Greece falls back into recession

15 May 17

The Greek economy has slipped back into recession, while the government has shaved almost one percentage point from its growth forecasts for 2017.

Greece Capital Shutterstock.jpg

Greece Capital

Photo: Shutterstock


Greece’s government had rowed back on its optimistic growth forecasts for the current year as a result of a dispute over the country’s third €86bn bailout programme. The impasse led to a six-month delay in its progress, which it is thought will likely stymie growth.

The country cut its 2017 growth outlook from 2.7% to 1.8%, while preliminary data published today by its official statistics agency Elstat suggests the economy’s forward momentum is indeed ebbing.

The Greek economy shrunk by 0.1% in the first three months of this year, following on from a 1.2% contraction in the final quarter of 2016, marking two consecutive periods of negative growth – the technical definition of recession.

Since the first quarter of last year, the economy has seen a decline of 0.5%, where it had been predicted to expand slightly.



Six months of sensitive political wrangling has weighed on Greece’s nascent recovery, which had appeared to be gaining steam. Growth was on the rise, and the public finances were busting through targets set by the bailout agreement.

Now, Athen’s own economic forecast is more pessimistic than that of the European Commission. The European Union’s executive also cut its predictions for the country from 2.7% to 2.1% in 2017 and from 3.1% to 2.5% in 2018.

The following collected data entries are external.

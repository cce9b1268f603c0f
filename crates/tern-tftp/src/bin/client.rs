use std::net::SocketAddr;
use std::path::PathBuf;
use std::time::Duration;

use anyhow::{Context, Result, bail};
use clap::{Parser, Subcommand};
use tern_tftp::{SessionConfig, TftpClient, TransferMode};
use tracing::info;

#[derive(Parser, Debug)]
#[command(name = "tern-tftp-client", about = "Fetch or store a file over TFTP", long_about = None)]
struct Cli {
    /// TFTP server address (e.g., 192.168.1.100:69)
    #[arg(short, long)]
    server: SocketAddr,

    /// Transfer mode (octet or netascii)
    #[arg(short, long, default_value = "octet")]
    mode: String,

    /// Retransmission timeout in milliseconds
    #[arg(short, long, default_value_t = 500)]
    timeout_ms: u64,

    /// Retransmissions per packet before giving up
    #[arg(short = 'r', long, default_value_t = 3)]
    max_retries: u32,

    /// Verbose output
    #[arg(short, long)]
    verbose: bool,

    #[command(subcommand)]
    command: Command,
}

#[derive(Subcommand, Debug)]
enum Command {
    /// Download a file from the server
    Get {
        /// Remote filename
        remote: String,
        /// Destination path (defaults to the remote name)
        local: Option<PathBuf>,
    },
    /// Upload a file to the server
    Put {
        /// Source path
        local: PathBuf,
        /// Remote filename (defaults to the local file name)
        remote: Option<String>,
    },
}

#[tokio::main]
async fn main() -> Result<()> {
    let cli = Cli::parse();

    let log_level = if cli.verbose { "debug" } else { "info" };
    tracing_subscriber::fmt()
        .with_env_filter(log_level)
        .with_target(false)
        .init();

    let mode: TransferMode = cli.mode.parse()?;
    if mode == TransferMode::Mail {
        bail!("mail mode is not supported");
    }

    let client = TftpClient::new(cli.server)
        .with_mode(mode)
        .with_session_config(SessionConfig::new(
            Duration::from_millis(cli.timeout_ms),
            cli.max_retries,
        ));

    match cli.command {
        Command::Get { remote, local } => {
            let local = local.unwrap_or_else(|| PathBuf::from(&remote));
            let data = client
                .get(&remote)
                .await
                .with_context(|| format!("Failed to fetch {}", remote))?;
            tokio::fs::write(&local, &data)
                .await
                .with_context(|| format!("Failed to write {}", local.display()))?;
            info!("Saved {} bytes to {}", data.len(), local.display());
        }
        Command::Put { local, remote } => {
            let remote = match remote {
                Some(remote) => remote,
                None => local
                    .file_name()
                    .and_then(|name| name.to_str())
                    .map(String::from)
                    .with_context(|| format!("Cannot derive a remote name from {}", local.display()))?,
            };
            let data = tokio::fs::read(&local)
                .await
                .with_context(|| format!("Failed to read {}", local.display()))?;
            let stats = client
                .put(&remote, data)
                .await
                .with_context(|| format!("Failed to store {}", remote))?;
            info!("Sent {} bytes in {} blocks", stats.bytes, stats.blocks);
        }
    }

    Ok(())
}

While the government and its European creditors finally struck a deal earlier this month, Greek lawmakers still need to pass the measures agreed during negotiations in order for the bailout to move forward.

This is expected to happen in the coming weeks, enabling the release of the next tranche of bailout funds. Greece’s government also hopes it will pave the way to regaining much-needed access to the bond markets and participating in the European Central Bank’s quantitative easing programme.

But Jennifer McKeown, chief European economist at analyst firm Capital Economics, said the figures from the first three months of 2017 suggest even Greece's updated economic forecasts are "far too optimistic", and could hold up bailout payments. 

Reaching an agreement on debt relief for the countries 180% of GDP debt mountain will now be more difficult, she explains. A debt relief deal is a key condition for the International Monetary Fund joining the bailout, and the German parliament has said it requires the fund's participation before it will sign off on the next loan payment. Public support for the bailout in Germany, Greece's biggest creditor, is waning, and the IMF's support is seen critical to boosting the bailout's credibility. 

Without the release of the next loan tranche, Greece will not be able to cover debt payments due in July. 

"It is still most probable that a deal will be fudged to release funds to Greece before the deadline of July’s [debt repayments], possibly with the European Stability Mechanism bailout fund filling any shortfall left by the IMF," said McKeown. 

"But the authorities will be cutting it fine again and the ultimate deal is still very unlikely to involve the significant debt write-off that would be needed to help secure Greece’s future in the euro-zone."